People just confidently stating stuff like "current LLMs basically pass the Turing test" makes me feel like I've secretly been given much worse versions of all the LLMs in some kind of study. It's so divorced from my experience of these tools, I genuinely don't really understand how my experience can be so far from yours, unless "basically" is doing a lot of heavy lifting here.
As far as I understand, Turing himself did not specify a duration, but here's an example paper that ran a randomized study on (the old) GPT 4 with a 5 minute duration, and the AI passed with flying colors - https://arxiv.org/abs/2405.08007
From my experience, AI has significantly improved since, and I expect that ChatGPT o3 or Claude 4 Opus would pass a 30 minute test.
Per the wiki article for Turing Test:
> In the test, a human evaluator judges a text transcript of a natural-language conversation between a human and a machine. The evaluator tries to identify the machine, and the machine passes if the evaluator cannot reliably tell them apart. The results would not depend on the machine's ability to answer questions correctly, only on how closely its answers resembled those of a human.
Based on this, I would agree with the OP in many contexts. So, yeah, 'basically', is a load bearing word here but seems reasonably correct in the context of distinguishing human vs bot in any scalable and automated way.
Here's three comments, two were written by a human and one written by a bot - can you tell which were human and which were a bot?
Didn’t realize plexiglass existed in the 1930s!
I'm certainly not a monetization expert.

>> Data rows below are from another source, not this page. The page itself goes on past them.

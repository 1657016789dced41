//! Fixture and replay landmark sources.
//!
//! The production capture path runs the detectors elsewhere and ships
//! landmark JSON to this engine. The JSON sources replay such captured
//! output; the fixture sources return a preset outcome and exist for tests
//! and the CLI's no-pose fallback.

use std::fs;
use std::path::PathBuf;

use anyhow::{anyhow, Context, Result};
use image::RgbImage;

use crate::geometry::NormalizedPoint;
use crate::landmarks::{FaceLandmarkSet, PoseLandmarkSet};

use super::{FaceLandmarker, PoseLandmarker};

/// Preset outcome for a fixture detector.
#[derive(Clone, Debug)]
pub enum FixtureOutcome<T> {
    /// The detector "found" these landmarks.
    Landmarks(T),
    /// The detector ran but found nothing.
    NoDetection,
    /// The detector failed outright.
    Failure(String),
}

impl<T: Clone> FixtureOutcome<T> {
    fn resolve(&self) -> Result<Option<T>> {
        match self {
            FixtureOutcome::Landmarks(landmarks) => Ok(Some(landmarks.clone())),
            FixtureOutcome::NoDetection => Ok(None),
            FixtureOutcome::Failure(message) => Err(anyhow!("{message}")),
        }
    }
}

/// Face detector that returns a preset outcome, ignoring the image.
pub struct FixtureFaceLandmarker {
    outcome: FixtureOutcome<FaceLandmarkSet>,
}

impl FixtureFaceLandmarker {
    pub fn new(outcome: FixtureOutcome<FaceLandmarkSet>) -> Self {
        Self { outcome }
    }
}

impl FaceLandmarker for FixtureFaceLandmarker {
    fn name(&self) -> &'static str {
        "fixture-face"
    }

    fn detect(&mut self, _image: &RgbImage) -> Result<Option<FaceLandmarkSet>> {
        self.outcome.resolve()
    }
}

/// Pose detector that returns a preset outcome, ignoring the image.
pub struct FixturePoseLandmarker {
    outcome: FixtureOutcome<PoseLandmarkSet>,
}

impl FixturePoseLandmarker {
    pub fn new(outcome: FixtureOutcome<PoseLandmarkSet>) -> Self {
        Self { outcome }
    }
}

impl PoseLandmarker for FixturePoseLandmarker {
    fn name(&self) -> &'static str {
        "fixture-pose"
    }

    fn detect(&mut self, _image: &RgbImage) -> Result<Option<PoseLandmarkSet>> {
        self.outcome.resolve()
    }
}

/// Face landmark source replaying captured detector JSON: a plain array of
/// `{ "x": .., "y": .. }` points.
pub struct JsonFaceSource {
    path: PathBuf,
}

impl JsonFaceSource {
    pub fn new(path: PathBuf) -> Self {
        Self { path }
    }
}

impl FaceLandmarker for JsonFaceSource {
    fn name(&self) -> &'static str {
        "json-face"
    }

    fn detect(&mut self, _image: &RgbImage) -> Result<Option<FaceLandmarkSet>> {
        let points = read_points(&self.path)?;
        if points.is_empty() {
            return Ok(None);
        }
        Ok(Some(FaceLandmarkSet::new(points)))
    }

    fn warm_up(&mut self) -> Result<()> {
        if !self.path.exists() {
            return Err(anyhow!(
                "landmark file {} does not exist",
                self.path.display()
            ));
        }
        Ok(())
    }
}

/// Pose landmark source replaying captured detector JSON.
pub struct JsonPoseSource {
    path: PathBuf,
}

impl JsonPoseSource {
    pub fn new(path: PathBuf) -> Self {
        Self { path }
    }
}

impl PoseLandmarker for JsonPoseSource {
    fn name(&self) -> &'static str {
        "json-pose"
    }

    fn detect(&mut self, _image: &RgbImage) -> Result<Option<PoseLandmarkSet>> {
        let points = read_points(&self.path)?;
        if points.is_empty() {
            return Ok(None);
        }
        Ok(Some(PoseLandmarkSet::new(points)))
    }

    fn warm_up(&mut self) -> Result<()> {
        if !self.path.exists() {
            return Err(anyhow!(
                "landmark file {} does not exist",
                self.path.display()
            ));
        }
        Ok(())
    }
}

fn read_points(path: &PathBuf) -> Result<Vec<NormalizedPoint>> {
    let raw = fs::read_to_string(path)
        .with_context(|| format!("read landmark file {}", path.display()))?;
    let points: Vec<NormalizedPoint> = serde_json::from_str(&raw)
        .with_context(|| format!("invalid landmark file {}", path.display()))?;
    Ok(points)
}
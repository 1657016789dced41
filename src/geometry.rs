//! Geometry primitives over normalized image coordinates.

use serde::{Deserialize, Serialize};

/// A 2D point in normalized image coordinates: `x` and `y` in `[0, 1]`,
/// relative to image width and height.
#[derive(Clone, Copy, Debug, PartialEq, Serialize, Deserialize)]
pub struct NormalizedPoint {
    pub x: f64,
    pub y: f64,
}

impl NormalizedPoint {
    pub fn new(x: f64, y: f64) -> Self {
        Self { x, y }
    }
}

/// Euclidean distance between two points.
pub fn distance(a: NormalizedPoint, b: NormalizedPoint) -> f64 {
    (a.x - b.x).hypot(a.y - b.y)
}

/// Point at parameter `t` in `[0, 1]` on the segment `a` -> `b`.
///
/// Pose detectors emit no waist landmark; the body classifier synthesizes
/// one at `t = 0.5` between shoulder and hip.
pub fn lerp_point(a: NormalizedPoint, b: NormalizedPoint, t: f64) -> NormalizedPoint {
    NormalizedPoint {
        x: a.x + (b.x - a.x) * t,
        y: a.y + (b.y - a.y) * t,
    }
}

#[cfg(test)]
mod tests {
    use super::*;

    #[test]
    fn distance_of_point_to_itself_is_zero() {
        let p = NormalizedPoint::new(0.3, 0.7);
        assert_eq!(distance(p, p), 0.0);
    }

    #[test]
    fn distance_is_symmetric() {
        let a = NormalizedPoint::new(0.1, 0.2);
        let b = NormalizedPoint::new(0.9, 0.5);
        assert_eq!(distance(a, b), distance(b, a));
    }

    #[test]
    fn distance_matches_pythagoras() {
        let a = NormalizedPoint::new(0.0, 0.0);
        let b = NormalizedPoint::new(0.3, 0.4);
        assert!((distance(a, b) - 0.5).abs() < 1e-12);
    }

    #[test]
    fn lerp_endpoints_and_midpoint() {
        let a = NormalizedPoint::new(0.2, 0.4);
        let b = NormalizedPoint::new(0.8, 0.0);

        assert_eq!(lerp_point(a, b, 0.0), a);
        assert_eq!(lerp_point(a, b, 1.0), b);

        let mid = lerp_point(a, b, 0.5);
        assert!((mid.x - 0.5).abs() < 1e-12);
        assert!((mid.y - 0.2).abs() < 1e-12);
    }
}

But don't most consumers recoil in horror at subscriptions? At least enough to offset the idea they can be used for everything?
Not sure why this isn’t getting more attention - super helpful and way better than I expected!
Well, LLMs do pass the Turing Test, sort of.
I have seen data from an AI call center that shows 70% of users never suspected they spoke to an AI
It can't mimic a human over the long term. It can solve a short, easy-for-human CAPTCHA.
> "current LLMs basically pass the Turing test" makes me feel like I've secretly been given much worse versions of all the LLMs in some kind of study.
I think you may think passing the Turing test is more difficult and meaningful than it is. Computers have been able to pass the Turing test for longer than genAI has been around. Even Turing thought it wasn't a useful test in reality. He meant it as a thought experiment.